Collected data entries
Segment Open

fn is_identifier(name: &str) -> bool {
    IDENTIFIER.find(name).is_some_and(|m| m.start() == 0 && m.end() == name.len())
}

#[cfg(test)]
mod tests {
    use super::*;

    const WGSL_ADD: &str = r#"
// add a scalar
@group(0) @binding(2) var<uniform> scalar: f32;

@compute @workgroup_size(8, 8, 1)
fn add_image_and_scalar(@builtin(global_invocation_id) gid: vec3<u32>) {
    let x = i32(gid.x);
    WRITE_dst(x, 0, 0, READ_src(x, 0, 0) + scalar);
}
"#;

    const CUDA_ADD: &str = r#"
extern "C" __global__ void add_image_and_scalar(
    const IMAGE_src_TYPE* __restrict__ src,
    IMAGE_dst_TYPE* dst,
    float scalar, /* value */
    CLIC_INFO)
{
    WRITE_dst(CLIC_X, CLIC_Y, CLIC_Z, READ_src(CLIC_X, CLIC_Y, CLIC_Z) + scalar);
}
"#;

    fn array(name: &str, dtype: DataType, mtype: MemoryType) -> ArgDesc<'_> {
        ArgDesc { name, kind: ArgKind::Array { dtype, mtype, dim: Dimensionality::Two } }
    }

    fn scalar(name: &str) -> ArgDesc<'_> {
        ArgDesc { name, kind: ArgKind::Scalar }
    }

    #[test]
    fn test_parse_wgsl() {
        let sig = Signature::parse_wgsl(WGSL_ADD, "add_image_and_scalar").unwrap();
        assert_eq!(sig.entry, "add_image_and_scalar");
        assert_eq!(sig.workgroup_size, Some([8, 8, 1]));
        assert_eq!(sig.formals.len(), 1);
        assert_eq!(sig.formals[0].slot, 2);
        assert_eq!(sig.formals[0].kind, FormalKind::Scalar { ty: "f32".into() });
        assert!(sig.references("src"));
        assert!(sig.references("dst"));
        assert!(!sig.references("other"));
    }

    #[test]
    fn test_parse_wgsl_declared_arrays() {
        let source = r#"
@group(0) @binding(0) var<storage, read> src: array<f32>;
@group(0) @binding(1) var<storage, read_write> dst: array<atomic<u32>>;
@group(0) @binding(2) var img: texture_storage_3d<r32float, write>;
@group(0) @binding(3) var tex: texture_2d<i32>;
@compute @workgroup_size(64u)
fn main() {}
"#;
        let sig = Signature::parse_wgsl(source, "main").unwrap();
        assert_eq!(sig.workgroup_size, Some([64, 1, 1]));
        assert_eq!(sig.formals[0].kind, FormalKind::Buffer { element: "f32".into(), read_only: true });
        assert_eq!(sig.formals[1].kind, FormalKind::Buffer { element: "u32".into(), read_only: false });
        assert_eq!(
            sig.formals[2].kind,
            FormalKind::Image { dims: 3, element: "r32float".into(), access: ImageAccess::Write }
        );
        assert_eq!(
            sig.formals[3].kind,
            FormalKind::Image { dims: 2, element: "i32".into(), access: ImageAccess::Sampled }
        );
    }

    #[test]
    fn test_parse_wgsl_errors() {
        let err = Signature::parse_wgsl(WGSL_ADD, "missing").unwrap_err();
        assert!(matches!(err, ClicError::KernelCompileError { .. }));

        let no_size = "@compute fn main() {}";
        assert!(Signature::parse_wgsl(no_size, "main").is_err());

        let const_size = "const N = 8u; @compute @workgroup_size(N) fn main() {}";
        assert!(Signature::parse_wgsl(const_size, "main").is_err());

        let group1 = "@group(1) @binding(0) var<uniform> v: f32; @compute @workgroup_size(1) fn main() {}";
        assert!(Signature::parse_wgsl(group1, "main").is_err());
    }

    #[test]
    fn test_commented_entry_ignored() {
        let source = "// fn main() {}\n/* @workgroup_size(4) */ @compute @workgroup_size(2, 2) fn main() {}";
        let sig = Signature::parse_wgsl(source, "main").unwrap();
        assert_eq!(sig.workgroup_size, Some([2, 2, 1]));
    }

    #[test]
    fn test_parse_cuda() {
        let sig = Signature::parse_cuda(CUDA_ADD, "add_image_and_scalar").unwrap();
        assert!(sig.takes_info);
        assert_eq!(sig.workgroup_size, None);
        assert_eq!(sig.formals.len(), 3);
        assert_eq!(
            sig.formals[0].kind,
            FormalKind::Buffer { element: "IMAGE_src_TYPE".into(), read_only: true }
        );
        assert_eq!(sig.formals[1].name, "dst");
        assert_eq!(sig.formals[2].kind, FormalKind::Scalar { ty: "float".into() });
    }

    #[test]
    fn test_parse_cuda_info_must_be_last() {
        let source = r#"extern "C" __global__ void k(CLIC_INFO, float* a) {}"#;
        assert!(Signature::parse_cuda(source, "k").is_err());

        let empty = r#"extern "C" __global__ void k(void) {}"#;
        let sig = Signature::parse_cuda(empty, "k").unwrap();
        assert!(sig.formals.is_empty());
        assert!(!sig.takes_info);
    }

    #[test]
    fn test_bind_wgsl_runtime_arrays() {
        let sig = Signature::parse_wgsl(WGSL_ADD, "add_image_and_scalar").unwrap();
        let args = [
            array("src", DataType::F32, MemoryType::Buffer),
            array("dst", DataType::F32, MemoryType::Image),
            scalar("scalar"),
        ];
        let plan = BindPlan::new("add", BackendKind::Wgpu, &sig, &args).unwrap();
        assert_eq!(
            plan.slots,
            [SlotPlan::RuntimeArray, SlotPlan::RuntimeArray, SlotPlan::Scalar { dtype: DataType::F32 }]
        );
    }

    #[test]
    fn test_bind_wgsl_count_mismatch() {
        let sig = Signature::parse_wgsl(WGSL_ADD, "add_image_and_scalar").unwrap();

        // Missing scalar: the kernel declares binding 2
        let args = [array("src", DataType::F32, MemoryType::Buffer), array("dst", DataType::F32, MemoryType::Buffer)];
        let err = BindPlan::new("add", BackendKind::Wgpu, &sig, &args).unwrap_err();
        assert!(matches!(err, ClicError::ParameterBindingError { .. }));

        // Extra array the kernel never touches
        let args = [
            array("src", DataType::F32, MemoryType::Buffer),
            array("dst", DataType::F32, MemoryType::Buffer),
            scalar("scalar"),
            array("extra", DataType::F32, MemoryType::Buffer),
        ];
        assert!(BindPlan::new("add", BackendKind::Wgpu, &sig, &args).is_err());

        // Scalar where the kernel expects an array
        let args = [scalar("src"), array("dst", DataType::F32, MemoryType::Buffer), scalar("scalar")];
        assert!(BindPlan::new("add", BackendKind::Wgpu, &sig, &args).is_err());
    }

    #[test]
    fn test_bind_wgsl_declared_types() {
        let source = r#"
@group(0) @binding(0) var<storage, read> src: array<f32>;
@group(0) @binding(1) var dst: texture_storage_2d<r32float, write>;
@compute @workgroup_size(8, 8) fn main() {}
"#;
        let sig = Signature::parse_wgsl(source, "main").unwrap();

        let ok = [array("src", DataType::F32, MemoryType::Buffer), array("dst", DataType::F32, MemoryType::Image)];
        let plan = BindPlan::new("main", BackendKind::Wgpu, &sig, &ok).unwrap();
        assert_eq!(plan.slots[0], SlotPlan::Buffer { read_only: true });
        assert_eq!(plan.slots[1], SlotPlan::Image { access: ImageAccess::Write });

        let wrong_dtype = [array("src", DataType::I32, MemoryType::Buffer), array("dst", DataType::F32, MemoryType::Image)];
        assert!(BindPlan::new("main", BackendKind::Wgpu, &sig, &wrong_dtype).is_err());

        let wrong_repr = [array("src", DataType::F32, MemoryType::Image), array("dst", DataType::F32, MemoryType::Image)];
        assert!(BindPlan::new("main", BackendKind::Wgpu, &sig, &wrong_repr).is_err());

        // volumes bind as stacked 2d textures, a 3d formal is rejected
        let volume = [
            array("src", DataType::F32, MemoryType::Buffer),
            ArgDesc {
                name: "dst",
                kind: ArgKind::Array { dtype: DataType::F32, mtype: MemoryType::Image, dim: Dimensionality::Three },
            },
        ];
        assert!(BindPlan::new("main", BackendKind::Wgpu, &sig, &volume).is_ok());
        let source_3d = r#"
@group(0) @binding(0) var<storage, read> src: array<f32>;
@group(0) @binding(1) var dst: texture_storage_3d<r32float, write>;
@compute @workgroup_size(4, 4, 4) fn main() {}
"#;
        let sig_3d = Signature::parse_wgsl(source_3d, "main").unwrap();
        assert!(BindPlan::new("main", BackendKind::Wgpu, &sig_3d, &volume).is_err());
    }

    #[test]
    fn test_bind_wgsl_packed_words() {
        let source = r#"
@group(0) @binding(0) var<storage, read_write> src: array<u32>;
@compute @workgroup_size(64) fn main() {}
"#;
        let sig = Signature::parse_wgsl(source, "main").unwrap();
        let args = [array("src", DataType::U8, MemoryType::Buffer)];
        assert!(BindPlan::new("main", BackendKind::Wgpu, &sig, &args).is_ok());
        let args = [array("src", DataType::F64, MemoryType::Buffer)];
        assert!(BindPlan::new("main", BackendKind::Wgpu, &sig, &args).is_err());
    }

    #[test]
    fn test_bind_cuda() {
        let sig = Signature::parse_cuda(CUDA_ADD, "add_image_and_scalar").unwrap();
        let args = [
            array("src", DataType::F32, MemoryType::Image),
            array("dst", DataType::I32, MemoryType::Buffer),
            scalar("scalar"),
        ];
        let plan = BindPlan::new("add", BackendKind::Cuda, &sig, &args).unwrap();
        assert!(plan.takes_info);
        assert_eq!(plan.slots[0], SlotPlan::Buffer { read_only: true });
        assert_eq!(plan.slots[2], SlotPlan::Scalar { dtype: DataType::F32 });

        let short = [array("src", DataType::F32, MemoryType::Buffer), array("dst", DataType::F32, MemoryType::Buffer)];
        assert!(BindPlan::new("add", BackendKind::Cuda, &sig, &short).is_err());

        let swapped = [array("src", DataType::F32, MemoryType::Buffer), scalar("dst"), scalar("scalar")];
        assert!(BindPlan::new("add", BackendKind::Cuda, &sig, &swapped).is_err());
    }

    #[test]
    fn test_bind_cuda_concrete_types() {
        let source = r#"extern "C" __global__ void k(const float* a, unsigned char* b, int n) {}"#;
        let sig = Signature::parse_cuda(source, "k").unwrap();
        let args = [
            array("a", DataType::F32, MemoryType::Buffer),
            array("b", DataType::U8, MemoryType::Buffer),
            scalar("n"),
        ];
        let plan = BindPlan::new("k", BackendKind::Cuda, &sig, &args).unwrap();
        assert_eq!(plan.slots[2], SlotPlan::Scalar { dtype: DataType::I32 });

        let args = [
            array("a", DataType::F32, MemoryType::Buffer),
            array("b", DataType::U16, MemoryType::Buffer),
            scalar("n"),
        ];
        assert!(BindPlan::new("k", BackendKind::Cuda, &sig, &args).is_err());
    }

    #[test]
    fn test_bind_rejects_bad_names() {
        let sig = Signature::parse_wgsl(WGSL_ADD, "add_image_and_scalar").unwrap();
        let args = [
            array("src", DataType::F32, MemoryType::Buffer),
            array("src", DataType::F32, MemoryType::Buffer),
            scalar("scalar"),
        ];
        assert!(BindPlan::new("add", BackendKind::Wgpu, &sig, &args).is_err());

        let args = [
            array("my src", DataType::F32, MemoryType::Buffer),
            array("dst", DataType::F32, MemoryType::Buffer),
            scalar("scalar"),
        ];
        assert!(BindPlan::new("add", BackendKind::Wgpu, &sig, &args).is_err());
    }
}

Segment Closed

What this task involves
Apply a filter for "Dimensionality" to the data above, then copy each line that matches.

Exercise response
        ArgDesc { name, kind: ArgKind::Array { dtype, mtype, dim: Dimensionality::Two } }
                kind: ArgKind::Array { dtype: DataType::F32, mtype: MemoryType::Image, dim: Dimensionality::Three },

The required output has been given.